Ø Menerima Diri Sendiri (self-acceptance). Dalam proses pemberian informasi kepada orang lain, anda akan lebih jelas dalam menilai kebutuhan, perasaan, dan hal psikologis dalam diri anda. Selain itu, orang lain akan membantu anda dalam memahami diri anda sendiri, melalui berbagai masukan yang diberikan, terutama jika hal itu dilakukan dengan penuh empati dan jujur. Jika orang lain dapat menerima anda maka kemungkinan besar anda pun dapat menerima diri anda.

Ø Membangun hubungan yang lebih dekat dan mendalam, saling membantu dan lebih berarti bagi kedua belah pihak. Keterbukaan merupakan suatu hubungan timbal balik, semakin anda terbuka pada orang lain maka orang lain akan berbuat hal yang sama. Dari keterbukaan tersebut maka akan timbul kepercayaan dari kedua pihak sehingga akhirnya akan terjalin hubungan persahabatan yang sejati.

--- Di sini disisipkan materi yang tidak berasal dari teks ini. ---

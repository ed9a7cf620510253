use docgate_classify::ClassificationClient;
use docgate_core::{CategoryRegistry, Quadrilateral, RejectionReason, ValidationOutcome};
use docgate_ocr::{Extractor, FaceDetector, TextRecognizer};
use docgate_scan::BoundaryDetector;
use docgate_validate::{check_signature, ValidationEngine};
use std::sync::Arc;

use crate::config::{DecisionMode, IntakeConfig};
use crate::error::IntakeError;

/// Entry point for callers: one instance per deployment, shared across
/// requests.
pub struct DocumentIntake {
    decision: DecisionMode,
    engine: Arc<ValidationEngine>,
    detector: BoundaryDetector,
    classifier: Option<ClassificationClient>,
}

impl DocumentIntake {
    /// Builds the registry, the cascade and, when the decision mode uses one,
    /// the classifier named in `config`.
    pub fn new(
        config: IntakeConfig,
        recognizer: Arc<dyn TextRecognizer>,
        face_detector: Arc<dyn FaceDetector>,
    ) -> Result<Self, IntakeError> {
        let classifier = match (&config.classifier, config.decision.needs_classifier()) {
            (Some(classifier), true) => Some(ClassificationClient::from_config(classifier)?),
            (None, true) => return Err(IntakeError::MissingClassifier(config.decision)),
            (_, false) => None,
        };
        Self::with_classifier(config, recognizer, face_detector, classifier)
    }

    /// Like [`DocumentIntake::new`] with an already built classifier; the
    /// `classifier` section of `config` is ignored.
    pub fn with_classifier(
        config: IntakeConfig,
        recognizer: Arc<dyn TextRecognizer>,
        face_detector: Arc<dyn FaceDetector>,
        classifier: Option<ClassificationClient>,
    ) -> Result<Self, IntakeError> {
        if config.decision.needs_classifier() && classifier.is_none() {
            return Err(IntakeError::MissingClassifier(config.decision));
        }
        let registry = config.registry()?;
        let extractor = Extractor::new(recognizer, face_detector);
        let engine = ValidationEngine::new(extractor, registry, config.thresholds)?;

        tracing::info!(
            decision = ?config.decision,
            categories = engine.registry().len(),
            classifier = classifier.as_ref().map(|c| c.strategy()),
            "Document intake ready"
        );
        Ok(Self {
            decision: config.decision,
            engine: Arc::new(engine),
            detector: BoundaryDetector::new(config.boundary),
            classifier,
        })
    }

    pub fn decision(&self) -> DecisionMode {
        self.decision
    }

    pub fn registry(&self) -> &CategoryRegistry {
        self.engine.registry()
    }

    /// Accept or reject `bytes` as a document of `category_id`.
    ///
    /// Every verdict about the document is an `Ok` outcome. `Err` means the
    /// cascade itself did not finish, so there is no verdict to report.
    pub async fn validate(&self, bytes: &[u8], category_id: &str) -> Result<ValidationOutcome, IntakeError> {
        let outcome = match self.decision {
            DecisionMode::Cascade => self.run_cascade(bytes, category_id).await?,
            DecisionMode::Classifier => self.classifier_only(bytes, category_id).await,
            DecisionMode::CascadeThenClassifier => match self.run_cascade(bytes, category_id).await? {
                ValidationOutcome::Accepted => self.consult_classifier(bytes).await,
                rejected => rejected,
            },
        };
        Ok(outcome)
    }

    /// Scan-assist outline for a camera frame. `None` when nothing
    /// document-like is visible or the frame does not decode.
    pub fn detect_boundary(&self, bytes: &[u8]) -> Option<Quadrilateral> {
        self.detector.detect_bytes(bytes)
    }

    async fn run_cascade(&self, bytes: &[u8], category_id: &str) -> Result<ValidationOutcome, IntakeError> {
        let engine = Arc::clone(&self.engine);
        let bytes = bytes.to_vec();
        let category = category_id.to_string();
        tokio::task::spawn_blocking(move || engine.validate(&bytes, &category))
            .await
            .map_err(|e| {
                tracing::error!(category = category_id, "Validation task failed: {e}");
                IntakeError::Task(e)
            })
    }

    async fn classifier_only(&self, bytes: &[u8], category_id: &str) -> ValidationOutcome {
        if self.engine.registry().get(category_id).is_none() {
            return RejectionReason::UnknownCategory { category: category_id.to_string() }.into();
        }
        if let Err(reason) = check_signature(bytes) {
            return reason.into();
        }
        self.consult_classifier(bytes).await
    }

    async fn consult_classifier(&self, bytes: &[u8]) -> ValidationOutcome {
        let Some(classifier) = &self.classifier else {
            // Construction guarantees a classifier for these modes.
            return RejectionReason::ClassifierRejected { rationale: "no classifier configured".into() }.into();
        };
        let result = classifier.classify(bytes).await;
        tracing::debug!(
            strategy = classifier.strategy(),
            accepted = result.accepted,
            confidence = result.confidence,
            "Classifier decision"
        );
        if result.accepted {
            ValidationOutcome::Accepted
        } else {
            RejectionReason::ClassifierRejected { rationale: result.rationale }.into()
        }
    }
}
//! BlazeFace (short-range) face detection.
//!
//! Tensor preparation, anchor decoding and suppression are plain functions so
//! they can be exercised without a model; the ONNX Runtime session that feeds
//! them is behind the `onnx` feature.

use image::imageops::FilterType;
use image::DynamicImage;
use ndarray::Array4;

use crate::types::FaceBox;

/// Model input is a square of this side.
pub const INPUT_SIZE: u32 = 128;
pub const DEFAULT_MIN_CONFIDENCE: f32 = 0.5;
/// Overlap above which the weaker of two boxes is dropped.
const NMS_IOU: f32 = 0.3;
const NUM_ANCHORS: usize = 896;
/// Values per anchor in the regressor output: box (4) + six keypoints (12).
const REGRESSOR_STRIDE: usize = 16;

/// Squash to `INPUT_SIZE`², RGB scaled into [0, 1], NCHW.
pub fn face_tensor(image: &DynamicImage) -> Array4<f32> {
    let s = INPUT_SIZE as usize;
    let rgb = image.resize_exact(INPUT_SIZE, INPUT_SIZE, FilterType::Triangle).to_rgb8();
    let mut tensor = Array4::<f32>::zeros((1, 3, s, s));
    for (x, y, pixel) in rgb.enumerate_pixels() {
        for c in 0..3 {
            tensor[[0, c, y as usize, x as usize]] = pixel[c] as f32 / 255.0;
        }
    }
    tensor
}

/// Anchor centres in unit coordinates: a 16×16 grid with two anchors per
/// cell, then an 8×8 grid with six.
pub fn anchors() -> Vec<[f32; 2]> {
    let mut anchors = Vec::with_capacity(NUM_ANCHORS);
    for (stride, per_cell) in [(8usize, 2usize), (16, 6)] {
        let grid = INPUT_SIZE as usize / stride;
        for gy in 0..grid {
            for gx in 0..grid {
                let centre = [(gx as f32 + 0.5) / grid as f32, (gy as f32 + 0.5) / grid as f32];
                anchors.extend(std::iter::repeat(centre).take(per_cell));
            }
        }
    }
    anchors
}

/// Turn raw model outputs into face boxes in pixels of a `width`×`height`
/// image, keeping detections at or above `min_confidence` after suppression.
pub fn decode(
    regressors: &[f32],
    logits: &[f32],
    anchors: &[[f32; 2]],
    min_confidence: f32,
    width: u32,
    height: u32,
) -> Vec<FaceBox> {
    let (fw, fh) = (width as f32, height as f32);
    let input = INPUT_SIZE as f32;

    let candidates = logits
        .iter()
        .zip(anchors)
        .enumerate()
        .filter_map(|(i, (&logit, anchor))| {
            let confidence = sigmoid(logit);
            if confidence < min_confidence {
                return None;
            }
            let r = regressors.get(i * REGRESSOR_STRIDE..i * REGRESSOR_STRIDE + 4)?;
            let (cx, cy) = (anchor[0] + r[0] / input, anchor[1] + r[1] / input);
            let (w, h) = (r[2] / input, r[3] / input);

            let x0 = ((cx - w / 2.0) * fw).clamp(0.0, fw);
            let y0 = ((cy - h / 2.0) * fh).clamp(0.0, fh);
            let x1 = ((cx + w / 2.0) * fw).clamp(0.0, fw);
            let y1 = ((cy + h / 2.0) * fh).clamp(0.0, fh);
            (x1 > x0 && y1 > y0).then_some(FaceBox {
                x: x0,
                y: y0,
                width: x1 - x0,
                height: y1 - y0,
                confidence,
            })
        })
        .collect();

    suppress(candidates, NMS_IOU)
}

/// Greedy non-maximum suppression, strongest first.
fn suppress(mut boxes: Vec<FaceBox>, max_iou: f32) -> Vec<FaceBox> {
    boxes.sort_by(|a, b| b.confidence.total_cmp(&a.confidence));
    let mut kept: Vec<FaceBox> = Vec::new();
    for candidate in boxes {
        if kept.iter().all(|k| iou(k, &candidate) <= max_iou) {
            kept.push(candidate);
        }
    }
    kept
}

fn iou(a: &FaceBox, b: &FaceBox) -> f32 {
    let ix = ((a.x + a.width).min(b.x + b.width) - a.x.max(b.x)).max(0.0);
    let iy = ((a.y + a.height).min(b.y + b.height) - a.y.max(b.y)).max(0.0);
    let inter = ix * iy;
    if inter == 0.0 {
        return 0.0;
    }
    inter / (a.width * a.height + b.width * b.height - inter)
}

fn sigmoid(x: f32) -> f32 {
    1.0 / (1.0 + (-x).exp())
}

// ── ONNX Runtime backend (optional, gated behind `onnx` feature) ─────────────

#[cfg(feature = "onnx")]
pub use onnx_backend::BlazeFaceDetector;

#[cfg(feature = "onnx")]
mod onnx_backend {
    use super::{anchors, decode, face_tensor, DEFAULT_MIN_CONFIDENCE};
    use crate::face::{FaceDetector, FaceError};
    use crate::types::FaceBox;
    use image::DynamicImage;
    use std::path::Path;
    use std::sync::Mutex;

    pub struct BlazeFaceDetector {
        session: Mutex<ort::session::Session>,
        anchors: Vec<[f32; 2]>,
        min_confidence: f32,
    }

    impl BlazeFaceDetector {
        pub fn load(model_path: &Path) -> Result<Self, FaceError> {
            if !model_path.exists() {
                return Err(FaceError::ModelLoad(format!("model not found: {}", model_path.display())));
            }
            let session = ort::session::Session::builder()
                .map_err(|e| FaceError::ModelLoad(e.to_string()))?
                .commit_from_file(model_path)
                .map_err(|e| FaceError::ModelLoad(e.to_string()))?;
            Ok(Self { session: Mutex::new(session), anchors: anchors(), min_confidence: DEFAULT_MIN_CONFIDENCE })
        }

        pub fn with_min_confidence(mut self, min_confidence: f32) -> Self {
            self.min_confidence = min_confidence;
            self
        }
    }

    impl FaceDetector for BlazeFaceDetector {
        fn detect(&self, image: &DynamicImage) -> Result<Vec<FaceBox>, FaceError> {
            let value = ort::value::Tensor::from_array(face_tensor(image))
                .map_err(|e| FaceError::Detector(e.to_string()))?;
            let mut session = self
                .session
                .lock()
                .map_err(|e| FaceError::Detector(format!("Lock poisoned: {e}")))?;
            let outputs = session
                .run(ort::inputs![value])
                .map_err(|e| FaceError::Detector(e.to_string()))?;
            if outputs.len() < 2 {
                return Err(FaceError::Detector(format!("expected 2 outputs, got {}", outputs.len())));
            }
            let regressors = outputs[0]
                .try_extract_array::<f32>()
                .map_err(|e| FaceError::Detector(e.to_string()))?;
            let logits = outputs[1]
                .try_extract_array::<f32>()
                .map_err(|e| FaceError::Detector(e.to_string()))?;
            let regressors: Vec<f32> = regressors.iter().copied().collect();
            let logits: Vec<f32> = logits.iter().copied().collect();

            Ok(decode(&regressors, &logits, &self.anchors, self.min_confidence, image.width(), image.height()))
        }

        fn name(&self) -> &'static str {
            "blazeface"
        }
    }
}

Ø Mengembangkan ketrampilan berkomunikasi yang memungkinkan seseorang untuk menginformasikan suatu hal kepada orang lain secara jelas dan lengkap tentang bagaimana ia memandang suatu situasi, bagaimana perasaannya tentang hal tersebut, apa yang terjadi, dan apa yang diharapkan.

Ø Memecahkan berbagai konflik dan masalah interpersonal. Jika orang lain mengetahui kebutuhan anda, ketakutan, rasa frustrasi anda, dsb, maka akan lebih mudah bagi mereka untuk bersimpati atau memberikan bantuan sehingga sesuai dengan apa yang anda harapkan.

Ø Memperoleh energi tambahan dan menjadi lebih spontan. Harap diingat bahwa untuk menyimpan suatu rahasia dibutuhkan energi yang besar dan dalam kondisi demikian seseorang akan lebih cepat marah, tegang, pendiam dan tidak riang. Dengan berbagi informasi hal-hal tersebut akan hilang atau berkurang dengan sendirinya.